被災地の通信インフラが復旧するまでの間、重要なコミュニケーション手段となります。効率的なメッセージ伝達を支援するサービスです。
参考情報▼
上記の参考情報のようにNTTが災害用の伝言板を提供しているほか、各キャリアも伝言板を提供しています。
※「J-anpi~安否情報まとめて検索~」は2023年9月30日で運営が終了されることが発表されています。
auの災害用伝言版サービス
ソフトバンクの災害用伝言版
ワイモバイルの災害用伝言版
ドコモの災害用伝言版
LINEMOの災害用伝言版
楽天モバイルの災害用伝言版
さらに、Googleが提供している「Google パーソンファインダー(安否情報)」があり、こちらは、
- ・人を探している
- ・安否情報を提供する
のメニューがあり、災害の際にも使いやすいユーザーインターフェースになっています。
プラットフォームや、通信規格によるリスク分散について
現代の通信環境は、複数のプラットフォームや通信規格によって支えられています。これにより、災害時においても単一の通信手段に依存することなく、リスクを分散できる利点があります。
プラットフォームの多様性
異なるプラットフォーム(SNS、通話アプリ、メッセージングアプリなど)を活用することで、情報共有と連絡手段を多角化できます。

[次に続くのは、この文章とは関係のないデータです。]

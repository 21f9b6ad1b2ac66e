//! Scripted in-memory engine for orchestrator tests.

use std::collections::{HashMap, HashSet};
use std::sync::Mutex;

use slipway_core::RegistryAuth;
use slipway_engine::{
    ContainerEngine, ContainerInfo, ContainerSpec, ContainerSummary, EngineError, HealthState,
    HealthcheckWindow,
};

#[derive(Debug, Clone)]
pub struct FakeContainer {
    pub id: String,
    pub image: String,
    pub env: Vec<String>,
    pub binds: Vec<String>,
    pub running: bool,
    pub networks: HashMap<String, String>,
}

#[derive(Default)]
struct FakeState {
    containers: HashMap<String, FakeContainer>,
    networks: HashSet<String>,
    /// Health statuses served per container, indexed by inspect count;
    /// the last entry repeats once the script is exhausted.
    health_scripts: HashMap<String, Vec<HealthState>>,
    healthcheck_windows: HashMap<String, HealthcheckWindow>,
    inspect_counts: HashMap<String, u32>,
    ops: Vec<String>,
    next_id: u32,
    fail_pull: bool,
    fail_create: bool,
    fail_rename_to: Option<String>,
    fail_remove_of: Option<String>,
}

/// Scripted [`ContainerEngine`] with an operation log and failure
/// injection.
#[derive(Default)]
pub struct FakeEngine {
    state: Mutex<FakeState>,
}

impl FakeEngine {
    pub fn new() -> Self {
        Self::default()
    }

    pub fn add_network(&self, name: &str) {
        self.state
            .lock()
            .unwrap()
            .networks
            .insert(name.to_string());
    }

    /// Place a pre-existing container, attached to every known network.
    pub fn seed_container(&self, name: &str, image: &str, running: bool) {
        let mut state = self.state.lock().unwrap();
        state.next_id += 1;
        let id = format!("id-{}", state.next_id);
        let octet = state.next_id;
        let networks = state
            .networks
            .iter()
            .map(|n| (n.clone(), format!("172.18.0.{octet}")))
            .collect();
        state.containers.insert(
            name.to_string(),
            FakeContainer {
                id,
                image: image.to_string(),
                env: vec![],
                binds: vec![],
                running,
                networks,
            },
        );
    }

    /// Script the health statuses a container reports, in inspect order.
    pub fn script_health(&self, name: &str, states: &[HealthState]) {
        self.state
            .lock()
            .unwrap()
            .health_scripts
            .insert(name.to_string(), states.to_vec());
    }

    /// Give a container a declared healthcheck window.
    pub fn set_healthcheck_window(&self, name: &str, window: HealthcheckWindow) {
        self.state
            .lock()
            .unwrap()
            .healthcheck_windows
            .insert(name.to_string(), window);
    }

    pub fn fail_pull(&self) {
        self.state.lock().unwrap().fail_pull = true;
    }

    pub fn fail_create(&self) {
        self.state.lock().unwrap().fail_create = true;
    }

    /// Make any rename *to* the given name fail.
    pub fn fail_rename_to(&self, name: &str) {
        self.state.lock().unwrap().fail_rename_to = Some(name.to_string());
    }

    /// Make removal of the given name fail.
    pub fn fail_remove_of(&self, name: &str) {
        self.state.lock().unwrap().fail_remove_of = Some(name.to_string());
    }

    pub fn get(&self, name: &str) -> Option<FakeContainer> {
        self.state.lock().unwrap().containers.get(name).cloned()
    }

    pub fn exists(&self, name: &str) -> bool {
        self.state.lock().unwrap().containers.contains_key(name)
    }

    pub fn container_names(&self) -> Vec<String> {
        let mut names: Vec<String> = self
            .state
            .lock()
            .unwrap()
            .containers
            .keys()
            .cloned()
            .collect();
        names.sort();
        names
    }

    pub fn ops(&self) -> Vec<String> {
        self.state.lock().unwrap().ops.clone()
    }

    pub fn inspect_count(&self, name: &str) -> u32 {
        self.state
            .lock()
            .unwrap()
            .inspect_counts
            .get(name)
            .copied()
            .unwrap_or(0)
    }
}

impl ContainerEngine for FakeEngine {
    async fn pull_image(
        &self,
        image: &str,
        _auth: Option<&RegistryAuth>,
    ) -> Result<(), EngineError> {
        let mut state = self.state.lock().unwrap();
        state.ops.push(format!("pull {image}"));
        if state.fail_pull {
            return Err(EngineError::Pull {
                image: image.to_string(),
                reason: "injected pull failure".to_string(),
            });
        }
        Ok(())
    }

    async fn create_container(&self, spec: &ContainerSpec) -> Result<String, EngineError> {
        let mut state = self.state.lock().unwrap();
        state.ops.push(format!("create {}", spec.name));
        if state.fail_create {
            return Err(EngineError::Api("injected create failure".to_string()));
        }
        if state.containers.contains_key(&spec.name) {
            return Err(EngineError::Api(format!(
                "container name '{}' already in use",
                spec.name
            )));
        }
        state.next_id += 1;
        let id = format!("id-{}", state.next_id);
        let octet = state.next_id;
        let mut networks = HashMap::new();
        networks.insert("bridge".to_string(), format!("172.17.0.{octet}"));
        state.containers.insert(
            spec.name.clone(),
            FakeContainer {
                id: id.clone(),
                image: spec.image.clone(),
                env: spec.env.clone(),
                binds: spec.binds.clone(),
                running: false,
                networks,
            },
        );
        Ok(id)
    }

    async fn start_container(&self, name: &str) -> Result<(), EngineError> {
        let mut state = self.state.lock().unwrap();
        state.ops.push(format!("start {name}"));
        match state.containers.get_mut(name) {
            Some(container) => {
                container.running = true;
                Ok(())
            }
            None => Err(EngineError::NotFound(name.to_string())),
        }
    }

    async fn stop_container(&self, name: &str) -> Result<(), EngineError> {
        let mut state = self.state.lock().unwrap();
        state.ops.push(format!("stop {name}"));
        match state.containers.get_mut(name) {
            Some(container) => {
                container.running = false;
                Ok(())
            }
            None => Err(EngineError::NotFound(name.to_string())),
        }
    }

    async fn remove_container(&self, name: &str) -> Result<(), EngineError> {
        let mut state = self.state.lock().unwrap();
        state.ops.push(format!("remove {name}"));
        if state.fail_remove_of.as_deref() == Some(name) {
            return Err(EngineError::Api("injected remove failure".to_string()));
        }
        match state.containers.remove(name) {
            Some(_) => Ok(()),
            None => Err(EngineError::NotFound(name.to_string())),
        }
    }

    async fn rename_container(&self, name: &str, new_name: &str) -> Result<(), EngineError> {
        let mut state = self.state.lock().unwrap();
        state.ops.push(format!("rename {name} -> {new_name}"));
        if state.fail_rename_to.as_deref() == Some(new_name) {
            return Err(EngineError::Api("injected rename failure".to_string()));
        }
        if state.containers.contains_key(new_name) {
            return Err(EngineError::Api(format!(
                "container name '{new_name}' already in use"
            )));
        }
        match state.containers.remove(name) {
            Some(container) => {
                // Carry scripted health along with the container.
                if let Some(script) = state.health_scripts.remove(name) {
                    state.health_scripts.insert(new_name.to_string(), script);
                }
                if let Some(window) = state.healthcheck_windows.remove(name) {
                    state
                        .healthcheck_windows
                        .insert(new_name.to_string(), window);
                }
                state.containers.insert(new_name.to_string(), container);
                Ok(())
            }
            None => Err(EngineError::NotFound(name.to_string())),
        }
    }

    async fn inspect_container(&self, name: &str) -> Result<Option<ContainerInfo>, EngineError> {
        let mut state = self.state.lock().unwrap();
        let Some(container) = state.containers.get(name).cloned() else {
            return Ok(None);
        };

        let count = state.inspect_counts.entry(name.to_string()).or_insert(0);
        let index = *count as usize;
        *count += 1;

        let health = state
            .health_scripts
            .get(name)
            .map(|script| script[index.min(script.len() - 1)])
            .unwrap_or(HealthState::Absent);
        let healthcheck = state.healthcheck_windows.get(name).copied();

        Ok(Some(ContainerInfo {
            id: container.id,
            name: name.to_string(),
            image: container.image,
            running: container.running,
            health,
            healthcheck,
            networks: container.networks,
        }))
    }

    async fn network_exists(&self, name: &str) -> Result<bool, EngineError> {
        Ok(self.state.lock().unwrap().networks.contains(name))
    }

    async fn connect_network(&self, container: &str, network: &str) -> Result<(), EngineError> {
        let mut state = self.state.lock().unwrap();
        state.ops.push(format!("connect {container} {network}"));
        if !state.networks.contains(network) {
            return Err(EngineError::NetworkNotFound(network.to_string()));
        }
        let octet = state.next_id;
        match state.containers.get_mut(container) {
            Some(c) => {
                c.networks
                    .insert(network.to_string(), format!("172.18.0.{octet}"));
                Ok(())
            }
            None => Err(EngineError::NotFound(container.to_string())),
        }
    }

    async fn disconnect_network(&self, container: &str, network: &str) -> Result<(), EngineError> {
        let mut state = self.state.lock().unwrap();
        state.ops.push(format!("disconnect {container} {network}"));
        match state.containers.get_mut(container) {
            Some(c) => {
                c.networks.remove(network);
                Ok(())
            }
            None => Err(EngineError::NotFound(container.to_string())),
        }
    }

    async fn list_containers(
        &self,
        name_prefix: &str,
    ) -> Result<Vec<ContainerSummary>, EngineError> {
        let state = self.state.lock().unwrap();
        let mut result: Vec<ContainerSummary> = state
            .containers
            .iter()
            .filter(|(name, _)| name.starts_with(name_prefix))
            .map(|(name, c)| ContainerSummary {
                id: c.id.clone(),
                name: name.clone(),
                image: c.image.clone(),
                running: c.running,
            })
            .collect();
        result.sort_by(|a, b| a.name.cmp(&b.name));
        Ok(result)
    }
}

災害発生時に1つのプラットフォームが利用できなくても、他のプラットフォームを利用することで通信の断絶を回避できます。
通信規格の柔軟性
さまざまな通信規格(衛星通信、携帯電話、無線通信など)を組み合わせることで、通信の柔軟性を確保できます。
地域ごとの通信インフラの違いや、災害の影響を受ける範囲に応じて、最適な通信手段を選択し、情報伝達を効果的に行うことができます。
冗長性の確保
複数の通信手段を用意することで、通信の冗長性を確保します。
ある通信手段が使用できなくなった場合でも、別の手段で情報を伝えることができます。冗長性のある通信戦略は、信頼性の高い情報伝達を支えます。
災害時の通信手段について、まとめ
災害時の通信手段は、安全と効率を確保する上で非常に重要です。SNSや通話アプリ、衛星電話、IP無線機など、多彩な選択肢が存在します。
また、BCPや災害対応においても、安否確認サービスや避難所ガイドサービスなどもご紹介しました。さらに、通信リスクを軽減するためには、プラットフォームや通信規格の多様性を活かし、冗長性を確保することが大切です。
災害に備えて、適切な通信戦略を築くことで、安全な環境を維持できるでしょう。